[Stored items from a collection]
※ ※ ※

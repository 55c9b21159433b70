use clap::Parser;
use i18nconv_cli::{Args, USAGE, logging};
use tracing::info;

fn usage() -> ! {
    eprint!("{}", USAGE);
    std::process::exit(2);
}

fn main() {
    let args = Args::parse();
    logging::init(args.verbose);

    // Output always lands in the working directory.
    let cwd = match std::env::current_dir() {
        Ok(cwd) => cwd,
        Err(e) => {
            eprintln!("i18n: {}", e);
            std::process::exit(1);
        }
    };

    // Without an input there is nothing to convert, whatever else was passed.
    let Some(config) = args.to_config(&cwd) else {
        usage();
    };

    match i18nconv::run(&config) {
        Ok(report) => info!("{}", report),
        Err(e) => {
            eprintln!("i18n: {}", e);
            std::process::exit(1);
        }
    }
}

※ ※ ※

> [BRIEF]:
Where a line in the records above contains the word "logging", copy that line.

> [ANSWER TO THE PROBLEM]:
use i18nconv_cli::{Args, USAGE, logging};
    logging::init(args.verbose);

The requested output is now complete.